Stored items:
=== Begin Enclosure ===
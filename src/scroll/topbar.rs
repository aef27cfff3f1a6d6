// sticky-scroll - Auto-follow scrolling for chat and log transcripts
// Copyright (C) 2025  The sticky-scroll contributors
//
// This program is free software: you can redistribute it and/or modify
// it under the terms of the GNU Affero General Public License as
// published by the Free Software Foundation, either version 3 of the
// License, or (at your option) any later version.
//
// This program is distributed in the hope that it will be useful,
// but WITHOUT ANY WARRANTY; without even the implied warranty of
// MERCHANTABILITY or FITNESS FOR A PARTICULAR PURPOSE.  See the
// GNU Affero General Public License for more details.
//
// You should have received a copy of the GNU Affero General Public License
// along with this program.  If not, see <https://www.gnu.org/licenses/>.

use super::ScrollController;
use crate::host::{Region, ScrollHost};
use std::rc::Rc;

/// Style property carrying the measured header height for the layout.
pub const TOPBAR_HEIGHT_PROPERTY: &str = "--topbar-height";

impl<H: ScrollHost + 'static> ScrollController<H> {
    /// Publish the fixed header's height as [`TOPBAR_HEIGHT_PROPERTY`] and
    /// keep it current while the header resizes.
    ///
    /// Skipped when the platform cannot observe resizes or there is no header.
    /// Calling again replaces the previous observation.
    pub fn observe_topbar(&mut self) {
        let Some(resize) = self.platform.resize.clone() else {
            tracing::debug!("resize observation unavailable; topbar height not tracked");
            return;
        };
        let Some(topbar) = self.host.query(Region::Topbar) else {
            return;
        };

        let host = Rc::clone(&self.host);
        let measured = Rc::clone(&topbar);
        let update: Rc<dyn Fn()> = Rc::new(move || {
            let height = measured.bounding_height();
            host.set_style_property(TOPBAR_HEIGHT_PROPERTY, &format!("{height}px"));
        });
        update();
        self.topbar_observer = Some(resize.observe(topbar, update));
    }

    /// Stop tracking the header height.
    pub fn unobserve_topbar(&mut self) {
        self.topbar_observer = None;
    }

    pub fn is_observing_topbar(&self) -> bool {
        self.topbar_observer.is_some()
    }
}
// sticky-scroll - Auto-follow scrolling for chat and log transcripts
// Copyright (C) 2025  The sticky-scroll contributors
//
// This program is free software: you can redistribute it and/or modify
// it under the terms of the GNU Affero General Public License as
// published by the Free Software Foundation, either version 3 of the
// License, or (at your option) any later version.
//
// This program is distributed in the hope that it will be useful,
// but WITHOUT ANY WARRANTY; without even the implied warranty of
// MERCHANTABILITY or FITNESS FOR A PARTICULAR PURPOSE.  See the
// GNU Affero General Public License for more details.
//
// You should have received a copy of the GNU Affero General Public License
// along with this program.  If not, see <https://www.gnu.org/licenses/>.

/// Distance from the bottom (px) still treated as "at the bottom" of a chat.
pub const NEAR_BOTTOM_THRESHOLD: f64 = 450.0;

/// Same distance for the log stream view.
pub const LOGS_NEAR_BOTTOM_THRESHOLD: f64 = 80.0;

/// Scroll geometry of one element at one instant.
#[derive(Debug, Clone, Copy, PartialEq)]
pub struct Geometry {
    pub scroll_height: f64,
    pub scroll_top: f64,
    pub client_height: f64,
}

impl Geometry {
    pub const fn new(scroll_height: f64, scroll_top: f64, client_height: f64) -> Self {
        Self { scroll_height, scroll_top, client_height }
    }

    /// May be negative while layout is settling; callers treat that as "at bottom".
    pub fn distance_from_bottom(&self) -> f64 {
        self.scroll_height - self.scroll_top - self.client_height
    }
}

/// Chat-view classification with the default threshold.
pub fn is_near_bottom(distance_from_bottom: f64) -> bool {
    is_near_bottom_within(distance_from_bottom, NEAR_BOTTOM_THRESHOLD)
}

/// Strict comparison: a distance equal to `threshold` is not near.
pub fn is_near_bottom_within(distance_from_bottom: f64, threshold: f64) -> bool {
    distance_from_bottom < threshold
}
=== End Enclosure ===
## [ACTIVITY]
Give the lines again, exactly as they stand, from the beginning of the data through the line with "is no header.".

## [WRITTEN SOLUTION]
filename src/scroll/topbar.rs
repository aef27cfff3f1a6d6
// sticky-scroll - Auto-follow scrolling for chat and log transcripts
// Copyright (C) 2025  The sticky-scroll contributors
//
// This program is free software: you can redistribute it and/or modify
// it under the terms of the GNU Affero General Public License as
// published by the Free Software Foundation, either version 3 of the
// License, or (at your option) any later version.
//
// This program is distributed in the hope that it will be useful,
// but WITHOUT ANY WARRANTY; without even the implied warranty of
// MERCHANTABILITY or FITNESS FOR A PARTICULAR PURPOSE.  See the
// GNU Affero General Public License for more details.
//
// You should have received a copy of the GNU Affero General Public License
// along with this program.  If not, see <https://www.gnu.org/licenses/>.

use super::ScrollController;
use crate::host::{Region, ScrollHost};
use std::rc::Rc;

/// Style property carrying the measured header height for the layout.
pub const TOPBAR_HEIGHT_PROPERTY: &str = "--topbar-height";

impl<H: ScrollHost + 'static> ScrollController<H> {
    /// Publish the fixed header's height as [`TOPBAR_HEIGHT_PROPERTY`] and
    /// keep it current while the header resizes.
    ///
    /// Skipped when the platform cannot observe resizes or there is no header.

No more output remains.